Quote: Oregon City, 1851
I was sitting outside the Commodore’s mansion, waiting for my brother Charlie to come out with news of the job. It was threatening to snow and was cold and for want of something to do I studied Charlie’s new horse, Nimble. My new horse was called Tub. We did not believe in naming horses but they were given to us as partial payment for the last job with the names intact, so that was that. Our unnamed previous horses had been immolated, so it wasn’t as though we did not need these new ones but I felt we should have been given money to purchase horses of our own choosing, horses without histories and habits and names they expected to be addressed by.

The same way that the film True Grit was casual yet brutal, poetic yet slap-stick, so too is The Sisters Brothers.
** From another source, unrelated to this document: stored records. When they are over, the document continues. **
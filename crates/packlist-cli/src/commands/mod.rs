pub mod convert;
pub mod inspect;
pub mod profile;
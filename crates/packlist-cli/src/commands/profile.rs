use packlist_core::error::PacklistError;
use packlist_core::profile::schema::Profile;
use packlist_core::profile::{builtin, load_profile};
use std::path::Path;

/// The custom profile when a path is given, the builtin one otherwise.
pub fn resolve_profile(path: Option<&Path>) -> Result<Profile, PacklistError> {
    match path {
        Some(p) => load_profile(p),
        None => builtin::default_profile(),
    }
}

pub fn show(path: Option<&Path>) -> Result<(), PacklistError> {
    let profile = resolve_profile(path)?;
    println!("{}", serde_json::to_string_pretty(&profile)?);
    Ok(())
}

pub fn validate(path: &Path) -> Result<(), PacklistError> {
    let profile = load_profile(path)?;
    println!("Valid profile: {} (v{})", profile.name, profile.version);
    println!("  order label:  {}", profile.order_label);
    println!(
        "  headers:      {} / {} / {}",
        profile.name_header, profile.qty_header, profile.barcode_header
    );
    if let Some(ref linked) = profile.linked_code_header {
        println!("  fallback:     {linked}");
    }
    if !profile.summary_markers.is_empty() {
        println!("  summary rows: {}", profile.summary_markers.join(", "));
    }
    Ok(())
}
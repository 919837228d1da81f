/// Parse the quantity cell of an order row.
///
/// Takes the first run of ASCII digits anywhere in the text, so layout
/// artifacts and units are tolerated:
/// - "3" -> 3
/// - "  3\n" -> 3
/// - "3개" -> 3
/// - "qty: 12 pcs" -> 12
/// - "abc" -> 0
///
/// A run too large for `u32` also yields 0.
pub fn parse_quantity(s: &str) -> u32 {
    let digits: &str = match s.find(|c: char| c.is_ascii_digit()) {
        Some(start) => {
            let rest = &s[start..];
            let end = rest
                .find(|c: char| !c.is_ascii_digit())
                .unwrap_or(rest.len());
            &rest[..end]
        }
        None => return 0,
    };
    digits.parse().unwrap_or(0)
}

/// Trim a cell value the way every field is compared.
pub fn norm(s: &str) -> &str {
    s.trim()
}

#[cfg(test)]
mod tests {
    use super::*;

    #[test]
    fn test_plain_integer() {
        assert_eq!(parse_quantity("3"), 3);
    }

    #[test]
    fn test_surrounding_whitespace_and_newline() {
        assert_eq!(parse_quantity("  3\n"), 3);
    }

    #[test]
    fn test_unit_suffix() {
        assert_eq!(parse_quantity("3개"), 3);
    }

    #[test]
    fn test_embedded_in_text() {
        assert_eq!(parse_quantity("qty: 12 pcs"), 12);
    }

    #[test]
    fn test_first_run_wins() {
        assert_eq!(parse_quantity("2 x 6"), 2);
    }

    #[test]
    fn test_no_digits_is_zero() {
        assert_eq!(parse_quantity("abc"), 0);
        assert_eq!(parse_quantity(""), 0);
    }

    #[test]
    fn test_explicit_zero() {
        assert_eq!(parse_quantity("0"), 0);
    }

    #[test]
    fn test_overflow_is_zero() {
        assert_eq!(parse_quantity("99999999999999999999"), 0);
    }

    #[test]
    fn test_leading_zeros() {
        assert_eq!(parse_quantity("007"), 7);
    }

    #[test]
    fn test_norm_trims() {
        assert_eq!(norm("  사과 \n"), "사과");
    }
}
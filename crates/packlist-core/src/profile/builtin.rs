use crate::error::PacklistError;
use crate::profile::parse_profile_str;
use crate::profile::schema::Profile;

const DEFAULT_PROFILE_JSON: &str = include_str!("../../../../profiles/default.json");

/// Load the builtin Korean order-sheet profile.
pub fn default_profile() -> Result<Profile, PacklistError> {
    parse_profile_str(DEFAULT_PROFILE_JSON)
}
pub mod json;
pub mod table;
It’s a challenge to the conventional western, and, as Chad Pelley aptly says, “deWitt’s tale of two outlaw brothers challenged conventional CanLit to a duel in 2011, and it won.”

Yes it won big.

Winner of the Governor General’s Award for Fiction and the Rogers Writers’ Trust Fiction Prize, plus shortlisted for the Man Booker Prize and the Scotiabank Giller Prize

Back cover quotes often seem empty to me but Esquire nails it by saying “Thrilling … A lushly voiced picaresque story … A kind of True Grit told by Tom Waits.”

The Sisters Brothers is a new frontier you must cross. I promise you there is gold at the end of this stream! I often give away my books as I’m not one to re-read, but The Sisters Brothers is a novel I must own. It’s also the one I’ll be giving away as gifts this year.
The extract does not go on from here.